The emotion, thick in the air, is getting to me. I feel as though I have the emotional stability of some sort of political menopause. Tears come to my eyes and I choke back the sobs at the sight of the “I have a dream” speech stitched in all its glory on a cotton bath mat in the window of a convenience store. The next moment I have the almost uncontrollable impulse to flip old honest Abe the bird and demand that he explain how the tenets of the Constitution could result in the shit storm trifecta I see in the world around me. Recession. War. Environmental degradation. In the frigid cold I am overheated. In the end I can’t insult the founding father because the line up to his monument stretches back three blocks. I can’t decide whether President Obama is the bravest, or the stupidest man in the world to sign up for the job he has.
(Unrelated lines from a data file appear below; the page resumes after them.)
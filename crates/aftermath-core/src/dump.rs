//! # Memory Dump Integration
//!
//! A full process memory dump is written by an external facility (a minidump
//! writer, for instance) behind [`CrashDumpWriter`]. The writer picks its own
//! scratch file; once it finishes, the completion callback moves that file to
//! the crash's `.dmp` name so it sits next to the crash log.

use std::cell::RefCell;
use std::fs;
use std::path::{Path, PathBuf};

use crate::artifact::ArtifactNaming;
use crate::error::{CrashError, CrashResult};

/// Completion callback handed to a dump writer.
///
/// Called with the path the writer produced and whether writing succeeded.
/// Returns whether the dump is usable.
pub type DumpCompletion<'a> = dyn FnMut(&Path, bool) -> bool + 'a;

/// An external memory-dump facility.
pub trait CrashDumpWriter: Send + Sync
{
    /// Write a dump of the current process somewhere under `scratch_dir`,
    /// then call `on_complete` with its path and success.
    ///
    /// Returns the value `on_complete` returned, or `false` if the writer
    /// never got that far.
    fn write_dump(&self, scratch_dir: &Path, on_complete: &mut DumpCompletion<'_>) -> bool;
}

/// Write a dump and move it to `naming`'s `.dmp` path.
///
/// ## Errors
///
/// - `DumpFailed`: the writer reported failure, or the finished dump could
///   not be moved into place
pub fn write_crash_dump(writer: &dyn CrashDumpWriter, naming: &ArtifactNaming) -> CrashResult<PathBuf>
{
    let final_path: RefCell<Option<PathBuf>> = RefCell::new(None);
    let rename_error: RefCell<Option<String>> = RefCell::new(None);

    let mut on_complete = |written: &Path, succeeded: bool| {
        if !succeeded {
            return false;
        }
        let target = naming.path_for("dmp");
        match fs::rename(written, &target) {
            Ok(()) => {
                *final_path.borrow_mut() = Some(target);
                true
            }
            Err(err) => {
                *rename_error.borrow_mut() = Some(format!("{} -> {}: {err}", written.display(), target.display()));
                false
            }
        }
    };

    let succeeded = writer.write_dump(naming.dir(), &mut on_complete);

    if let Some(err) = rename_error.into_inner() {
        return Err(CrashError::DumpFailed(err));
    }
    match final_path.into_inner() {
        Some(path) if succeeded => Ok(path),
        _ => Err(CrashError::DumpFailed("dump writer reported failure".to_string())),
    }
}

#[cfg(test)]
mod tests
{
    use chrono::{TimeZone, Utc};

    use super::*;

    struct FakeWriter
    {
        succeed: bool,
    }

    impl CrashDumpWriter for FakeWriter
    {
        fn write_dump(&self, scratch_dir: &Path, on_complete: &mut DumpCompletion<'_>) -> bool
        {
            let scratch = scratch_dir.join("3f2a-scratch.dmp");
            fs::write(&scratch, b"MDMP").unwrap();
            on_complete(&scratch, self.succeed)
        }
    }

    struct AbandoningWriter;

    impl CrashDumpWriter for AbandoningWriter
    {
        fn write_dump(&self, _scratch_dir: &Path, _on_complete: &mut DumpCompletion<'_>) -> bool
        {
            false
        }
    }

    fn naming(dir: &Path) -> ArtifactNaming
    {
        ArtifactNaming::new(dir, Utc.with_ymd_and_hms(2024, 5, 1, 8, 30, 0).unwrap())
    }

    #[test]
    fn test_dump_is_renamed_into_place()
    {
        let dir = tempfile::tempdir().unwrap();
        let path = write_crash_dump(&FakeWriter { succeed: true }, &naming(dir.path())).unwrap();

        assert_eq!(path, dir.path().join("crash-20240501-083000.dmp"));
        assert_eq!(fs::read(&path).unwrap(), b"MDMP");
        assert!(!dir.path().join("3f2a-scratch.dmp").exists());
    }

    #[test]
    fn test_failed_dump_is_reported()
    {
        let dir = tempfile::tempdir().unwrap();
        let err = write_crash_dump(&FakeWriter { succeed: false }, &naming(dir.path())).unwrap_err();
        assert!(matches!(err, CrashError::DumpFailed(_)));
        assert!(!dir.path().join("crash-20240501-083000.dmp").exists());
    }

    #[test]
    fn test_writer_that_never_completes()
    {
        let dir = tempfile::tempdir().unwrap();
        assert!(write_crash_dump(&AbandoningWriter, &naming(dir.path())).is_err());
    }
}
//! Tests for report assembly through the public API

use std::fs;

use aftermath_core::prelude::*;
use aftermath_core::sections::OsVersionSection;
use aftermath_core::session::SessionSlot;
use aftermath_core::stacktrace::UnsupportedWalker;

struct Counters;

impl ReportSection for Counters
{
    fn name(&self) -> &str
    {
        "counters"
    }

    fn produce(&self, context: &CrashContext<'_>, out: &mut String) -> bool
    {
        out.push_str(&format!("Counters:\n signal: {}\n\n", context.signal));
        true
    }
}

struct Unavailable;

impl ReportSection for Unavailable
{
    fn name(&self) -> &str
    {
        "network state"
    }

    fn produce(&self, _context: &CrashContext<'_>, out: &mut String) -> bool
    {
        out.push_str("partial");
        false
    }
}

#[test]
fn test_collaborator_sections_keep_their_order()
{
    let slot = SessionSlot::new();
    let session = slot.create(libc::SIGQUIT);
    let config = CrashConfig::default();
    let context = CrashContext::new(session.signal(), Some("operator requested quit"), &config);

    let report = LogAssembler::standard()
        .with_section(Unavailable)
        .with_section(Counters)
        .assemble(session, &context);

    let names: Vec<&str> = report.sections.iter().map(|s| s.name.as_str()).collect();
    assert_eq!(
        names,
        vec!["header", "OS version", "error", "stacktrace", "network state", "counters"]
    );
    assert_eq!(report.failed_sections(), vec!["network state"]);

    let text = report.text();
    assert!(text.contains(" Message: operator requested quit\n"));
    assert!(text.contains("*** Failed to generate the network state section ***"));
    assert!(!text.contains("partial"));
    assert!(text.ends_with(&format!("Counters:\n signal: {}\n\n", libc::SIGQUIT)));
}

#[test]
fn test_report_reaches_file_sink()
{
    let dir = tempfile::tempdir().unwrap();
    let slot = SessionSlot::new();
    let session = slot.create(libc::SIGSEGV);
    let config = CrashConfig::default().with_output_dir(dir.path());
    let context = CrashContext::new(session.signal(), None, &config);

    let report = LogAssembler::new(vec![
        Box::new(aftermath_core::sections::HeaderSection),
        Box::new(OsVersionSection::default()),
        Box::new(aftermath_core::sections::StacktraceSection::with_walker(UnsupportedWalker)),
    ])
    .assemble(session, &context);

    let path = FileSink::new(&config.output_dir).persist(&report).unwrap();
    assert_eq!(path.extension().unwrap(), "log");
    assert!(path.starts_with(dir.path()));

    let written = fs::read_to_string(path).unwrap();
    assert_eq!(written, report.text());
    assert!(written.contains("Stacktrace:\n Not supported.\n"));
}
//! Platform queries used while assembling a report.

use std::ffi::CStr;
use std::io;
use std::mem;

use libc::{c_char, c_int};

/// Operating system identification as reported by `uname(2)`.
#[derive(Debug, Clone, PartialEq, Eq)]
pub struct SystemName
{
    /// Kernel name, e.g. `Linux`.
    pub sysname: String,
    /// Kernel release.
    pub release: String,
    /// Kernel version string.
    pub version: String,
    /// Hardware architecture, e.g. `x86_64`.
    pub machine: String,
}

/// Query the running system's identification.
///
/// ## Errors
///
/// Returns the OS error if `uname(2)` fails.
pub fn uname() -> io::Result<SystemName>
{
    unsafe {
        let mut name: libc::utsname = mem::zeroed();
        if libc::uname(&mut name) < 0 {
            return Err(io::Error::last_os_error());
        }

        Ok(SystemName {
            sysname: field(&name.sysname),
            release: field(&name.release),
            version: field(&name.version),
            machine: field(&name.machine),
        })
    }
}

fn field(raw: &[c_char]) -> String
{
    // utsname fields are NUL-terminated inside their fixed-size arrays.
    let bytes: Vec<u8> = raw.iter().take_while(|&&c| c != 0).map(|&c| c as u8).collect();
    String::from_utf8_lossy(&bytes).into_owned()
}

/// Human-readable description of a signal, e.g. `Segmentation fault`.
pub fn signal_description(signum: c_int) -> String
{
    unsafe {
        let description = libc::strsignal(signum);
        if description.is_null() {
            return format!("Unknown signal {signum}");
        }
        CStr::from_ptr(description).to_string_lossy().into_owned()
    }
}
But to be part of the atmosphere he has brought unto Washington is to want to sing and dance with exuberant optimism, to fervently believe him when he says that “this generation will change the world.”
A vendor follows me down the street. “Hey sistah! You won’t find a tee-shirt as good as this no way! Look fine on yo-self!” I know it is synthetic. The price inflated. The stars and stripes on the front dwarfing the Made in China sticker on the back. Damn you Obama, I think as I reach for my wallet. Cynicism will surely return. But as I fork over $20 bones for what I am assured is a one-of-a-kind official inauguration tee-shirt, I enjoy the brief reprieve of its absence.